(SUPPLIED MATERIAL)
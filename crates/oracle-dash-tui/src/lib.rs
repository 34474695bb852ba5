/*
[INPUT]:  Public API exports for the oracle-dash-tui crate
[OUTPUT]: Module declarations and public re-exports
[POS]:    Crate root - library entry point
[UPDATE]: When adding new modules or public exports
*/

pub mod config;
pub mod feed;
pub mod table;
pub mod tui;

// Re-export main types for convenience
pub use config::DashboardConfig;
pub use feed::{ConnectionState, PriceFeed};
pub use table::TableModel;
/*
[INPUT]:  Oracle service schema definitions and serde requirements
[OUTPUT]: Typed Rust structs with serialization support
[POS]:    Data layer - type definitions for oracle payloads
[UPDATE]: When the service schema changes or new types are added
*/

use std::collections::BTreeMap;

use rust_decimal::Decimal;
use serde::{Deserialize, Serialize};

use super::enums::{PriceType, SymbolStatus};

/// One product returned by `get_product_list`.
///
/// `attr_dict` is free-form product metadata; the dashboard reads `symbol`,
/// `asset_type`, `country`, `quote_currency`, `tenor` and `description` but
/// the service may publish more.
#[derive(Debug, Clone, PartialEq, Serialize, Deserialize)]
pub struct ProductEntry {
    pub account: String,
    #[serde(default)]
    pub attr_dict: BTreeMap<String, String>,
    #[serde(default)]
    pub price: Vec<PriceAccountEntry>,
}

impl ProductEntry {
    /// Attribute lookup with an empty-string default for absent keys.
    pub fn attr(&self, key: &str) -> &str {
        self.attr_dict.get(key).map(String::as_str).unwrap_or("")
    }
}

/// One price account under a product.
#[derive(Debug, Clone, PartialEq, Serialize, Deserialize)]
pub struct PriceAccountEntry {
    pub account: String,
    pub price_exponent: i32,
    pub price_type: PriceType,
}

/// Acknowledgement result of a `subscribe_price` call.
#[derive(Debug, Clone, Copy, PartialEq, Eq, Serialize, Deserialize)]
pub struct SubscribeAck {
    pub subscription: u64,
}

/// One price notification payload. Mantissas are raw integers; the
/// per-symbol exponent from the product list scales them.
#[derive(Debug, Clone, PartialEq, Eq, Serialize, Deserialize)]
pub struct PriceUpdate {
    pub price: i64,
    pub conf: i64,
    #[serde(default)]
    pub twap: Option<i64>,
    #[serde(default)]
    pub twac: Option<i64>,
    pub status: SymbolStatus,
    pub valid_slot: u64,
    pub pub_slot: u64,
}

/// A price update projected into display values for the rendering sink.
#[derive(Debug, Clone, PartialEq, Eq)]
pub struct PriceFields {
    pub price: Decimal,
    pub conf: Decimal,
    pub twap: Option<Decimal>,
    pub twac: Option<Decimal>,
    pub status: SymbolStatus,
    pub valid_slot: u64,
    pub pub_slot: u64,
}
/*
[INPUT]:  Decoded product lists and projected price updates
[OUTPUT]: Row-ordered table state for the TUI to render
[POS]:    View model - RenderSink implementation backing the table widget
[UPDATE]: When changing columns, row ordering, or error display
*/

use oracle_dash_client::{OracleError, PriceFields, ProductEntry, RenderSink, RowBinding};
use tracing::warn;

/// One table row: static product metadata plus the latest painted update.
#[derive(Debug, Clone, Default)]
pub struct RowData {
    pub asset_type: String,
    pub country: String,
    pub symbol: String,
    pub price_type: String,
    pub tenor: String,
    pub quote_currency: String,
    pub description: String,
    pub fields: Option<PriceFields>,
    pub last_error: Option<String>,
}

/// Table state shared between the price feed and the draw loop.
///
/// Rows are fixed once the product list arrives, ordered by asset type then
/// symbol; updates only repaint cells in place.
#[derive(Debug, Default)]
pub struct TableModel {
    rows: Vec<RowData>,
}

impl TableModel {
    pub fn new() -> Self {
        Self::default()
    }

    pub fn rows(&self) -> &[RowData] {
        &self.rows
    }

    pub fn is_empty(&self) -> bool {
        self.rows.is_empty()
    }
}

impl RenderSink for TableModel {
    fn build_rows(&mut self, products: &[ProductEntry]) -> Vec<RowBinding> {
        let mut sorted: Vec<&ProductEntry> = products.iter().collect();
        sorted.sort_by_key(|product| {
            (
                product.attr("asset_type").to_string(),
                product.attr("symbol").to_string(),
            )
        });

        self.rows.clear();
        let mut bindings = Vec::new();
        for product in sorted {
            for price in &product.price {
                let row = self.rows.len();
                self.rows.push(RowData {
                    asset_type: product.attr("asset_type").to_string(),
                    country: product.attr("country").to_string(),
                    symbol: product.attr("symbol").to_string(),
                    price_type: price.price_type.as_str().to_string(),
                    tenor: product.attr("tenor").to_string(),
                    quote_currency: product.attr("quote_currency").to_string(),
                    description: product.attr("description").to_string(),
                    fields: None,
                    last_error: None,
                });
                bindings.push(RowBinding {
                    row,
                    account: price.account.clone(),
                    price_exponent: price.price_exponent,
                });
            }
        }
        bindings
    }

    fn paint(&mut self, row: usize, fields: &PriceFields) {
        let Some(data) = self.rows.get_mut(row) else {
            warn!(row, "paint for row outside the table");
            return;
        };
        data.fields = Some(fields.clone());
        data.last_error = None;
    }

    fn paint_error(&mut self, row: usize, error: &OracleError) {
        let Some(data) = self.rows.get_mut(row) else {
            warn!(row, "paint_error for row outside the table");
            return;
        };
        data.last_error = Some(error.to_string());
    }
}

(THE TASK) Go back to the start of the listing above. Reproduce each line exactly, ending with the line that contains "and serde requirements".

(ANSWER TO THE EXERCISE)
filename crates/oracle-dash-tui/src/lib.rs
repository 34474695bb852ba5
/*
[INPUT]:  Public API exports for the oracle-dash-tui crate
[OUTPUT]: Module declarations and public re-exports
[POS]:    Crate root - library entry point
[UPDATE]: When adding new modules or public exports
*/

pub mod config;
pub mod feed;
pub mod table;
pub mod tui;

// Re-export main types for convenience
pub use config::DashboardConfig;
pub use feed::{ConnectionState, PriceFeed};
pub use table::TableModel;
/*
[INPUT]:  Oracle service schema definitions and serde requirements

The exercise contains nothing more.